### Source records

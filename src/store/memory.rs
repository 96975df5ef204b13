//! In-memory bitmap store
//!
//! Keeps every bitmap in a `HashMap` behind a `parking_lot::RwLock`. Bit
//! addressing, BITCOUNT ranges and BITOP semantics follow Redis, so code
//! tested against this store behaves the same against a server.
//!
//! Data is lost when the store is dropped.

use super::{BitStore, StoreResult};
use crate::bits::{self, BitOp};
use crate::error::StoreError;
use crate::types::{EntityId, MAX_ENTITY_ID};
use async_trait::async_trait;
use bytes::Bytes;
use parking_lot::RwLock;
use std::collections::HashMap;
use std::sync::atomic::{AtomicU64, Ordering};

/// Bitmap store held entirely in process memory
#[derive(Debug, Default)]
pub struct InMemoryBitStore {
    /// key -> bitmap bytes
    data: RwLock<HashMap<String, Vec<u8>>>,

    /// Keys containing this fragment fail every command
    failing: RwLock<Option<String>>,

    /// Commands served, including failed ones
    commands: AtomicU64,
}

impl InMemoryBitStore {
    /// Create an empty store
    pub fn new() -> Self {
        Self::default()
    }

    /// Number of keys currently holding a bitmap
    pub fn len(&self) -> usize {
        self.data.read().len()
    }

    /// Check if no key is stored
    pub fn is_empty(&self) -> bool {
        self.data.read().is_empty()
    }

    /// Sorted list of stored keys
    pub fn keys(&self) -> Vec<String> {
        let mut keys: Vec<String> = self.data.read().keys().cloned().collect();
        keys.sort();
        keys
    }

    /// Total commands issued against the store
    pub fn command_count(&self) -> u64 {
        self.commands.load(Ordering::Relaxed)
    }

    /// Make every command that touches a key containing `fragment` fail
    ///
    /// Passing `None` clears the injected failure.
    pub fn fail_keys_containing(&self, fragment: Option<&str>) {
        *self.failing.write() = fragment.map(str::to_string);
    }

    fn check(&self, key: &str) -> StoreResult<()> {
        self.commands.fetch_add(1, Ordering::Relaxed);
        match self.failing.read().as_deref() {
            Some(fragment) if key.contains(fragment) => Err(StoreError::CommandError(format!(
                "injected failure for key {}",
                key
            ))),
            _ => Ok(()),
        }
    }
}

fn check_offset(offset: EntityId) -> StoreResult<()> {
    if offset > MAX_ENTITY_ID {
        return Err(StoreError::InvalidArgument(format!(
            "bit offset {} exceeds {}",
            offset, MAX_ENTITY_ID
        )));
    }
    Ok(())
}

#[async_trait]
impl BitStore for InMemoryBitStore {
    async fn set_bit(&self, key: &str, offset: EntityId, value: bool) -> StoreResult<bool> {
        self.check(key)?;
        check_offset(offset)?;

        let mut data = self.data.write();
        let bytes = data.entry(key.to_string()).or_default();
        bits::set_bit(bytes, offset, value).map_err(|e| StoreError::InvalidArgument(e.to_string()))
    }

    async fn get_bit(&self, key: &str, offset: EntityId) -> StoreResult<bool> {
        self.check(key)?;
        check_offset(offset)?;

        Ok(self
            .data
            .read()
            .get(key)
            .map(|bytes| bits::get_bit(bytes, offset))
            .unwrap_or(false))
    }

    async fn bit_count(&self, key: &str, start: i64, end: i64) -> StoreResult<u64> {
        self.check(key)?;

        Ok(self
            .data
            .read()
            .get(key)
            .map(|bytes| bits::population_count(bytes, start, end))
            .unwrap_or(0))
    }

    async fn bit_op(&self, op: BitOp, dest: &str, sources: &[String]) -> StoreResult<u64> {
        self.check(dest)?;
        for source in sources {
            self.check(source)?;
        }
        if sources.is_empty() {
            return Err(StoreError::InvalidArgument(format!(
                "BITOP {} requires at least one source key",
                op
            )));
        }
        if op == BitOp::Not && sources.len() != 1 {
            return Err(StoreError::InvalidArgument(
                "BITOP NOT must be called with a single source key".to_string(),
            ));
        }

        let mut data = self.data.write();
        let result = {
            let inputs: Vec<&[u8]> = sources
                .iter()
                .map(|key| data.get(key).map(Vec::as_slice).unwrap_or(&[]))
                .collect();
            bits::apply(op, &inputs)
        };

        let len = result.len() as u64;
        if result.is_empty() {
            data.remove(dest);
        } else {
            data.insert(dest.to_string(), result);
        }
        Ok(len)
    }

    async fn get_bytes(&self, key: &str) -> StoreResult<Bytes> {
        self.check(key)?;

        Ok(self
            .data
            .read()
            .get(key)
            .map(|bytes| Bytes::copy_from_slice(bytes))
            .unwrap_or_default())
    }

    fn store_id(&self) -> &str {
        "in-memory-v1"
    }
}

#[cfg(test)]
mod tests {
    use super::*;

    #[tokio::test]
    async fn test_set_and_get_bit() {
        let store = InMemoryBitStore::new();

        assert!(!store.set_bit("k", 9, true).await.unwrap());
        assert!(store.set_bit("k", 9, true).await.unwrap());
        assert!(store.get_bit("k", 9).await.unwrap());
        assert!(!store.get_bit("k", 8).await.unwrap());
        assert!(!store.get_bit("missing", 0).await.unwrap());

        // MSB-first: offset 9 is bit 0x40 of byte 1
        assert_eq!(store.get_bytes("k").await.unwrap().as_ref(), &[0x00, 0x40]);
    }

    #[tokio::test]
    async fn test_bit_count_ranges() {
        let store = InMemoryBitStore::new();
        for offset in [0, 1, 8, 23] {
            store.set_bit("k", offset, true).await.unwrap();
        }

        assert_eq!(store.bit_count("k", 0, -1).await.unwrap(), 4);
        assert_eq!(store.bit_count("k", 1, 1).await.unwrap(), 1);
        assert_eq!(store.bit_count("k", -1, -1).await.unwrap(), 1);
        assert_eq!(store.bit_count("missing", 0, -1).await.unwrap(), 0);
    }

    #[tokio::test]
    async fn test_bit_op() {
        let store = InMemoryBitStore::new();
        store.set_bit("a", 1, true).await.unwrap();
        store.set_bit("a", 12, true).await.unwrap();
        store.set_bit("b", 12, true).await.unwrap();

        let len = store
            .bit_op(BitOp::And, "dest", &["a".to_string(), "b".to_string()])
            .await
            .unwrap();
        assert_eq!(len, 2);
        assert_eq!(store.bit_count("dest", 0, -1).await.unwrap(), 1);

        let len = store
            .bit_op(BitOp::Not, "inv", &["missing".to_string()])
            .await
            .unwrap();
        assert_eq!(len, 0);
        assert!(!store.keys().contains(&"inv".to_string()));
    }

    #[tokio::test]
    async fn test_bit_op_arguments() {
        let store = InMemoryBitStore::new();
        assert!(matches!(
            store.bit_op(BitOp::Or, "d", &[]).await,
            Err(StoreError::InvalidArgument(_))
        ));
        assert!(matches!(
            store
                .bit_op(BitOp::Not, "d", &["a".to_string(), "b".to_string()])
                .await,
            Err(StoreError::InvalidArgument(_))
        ));
    }

    #[tokio::test]
    async fn test_offset_limit() {
        let store = InMemoryBitStore::new();
        assert!(matches!(
            store.set_bit("k", MAX_ENTITY_ID + 1, true).await,
            Err(StoreError::InvalidArgument(_))
        ));
        assert!(store.is_empty());
    }

    #[tokio::test]
    async fn test_injected_failure() {
        let store = InMemoryBitStore::new();
        store.fail_keys_containing(Some(":broken:"));

        assert!(store.get_bytes("cohort:broken:x:2024").await.is_err());
        assert!(store.get_bytes("cohort:fine:x:2024").await.is_ok());

        store.fail_keys_containing(None);
        assert!(store.get_bytes("cohort:broken:x:2024").await.is_ok());
        assert_eq!(store.command_count(), 3);
    }
}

### Exercise requirements
Every line above that includes the string "super" needs to be copied.

### Solved problem
use super::{BitStore, StoreResult};
    use super::*;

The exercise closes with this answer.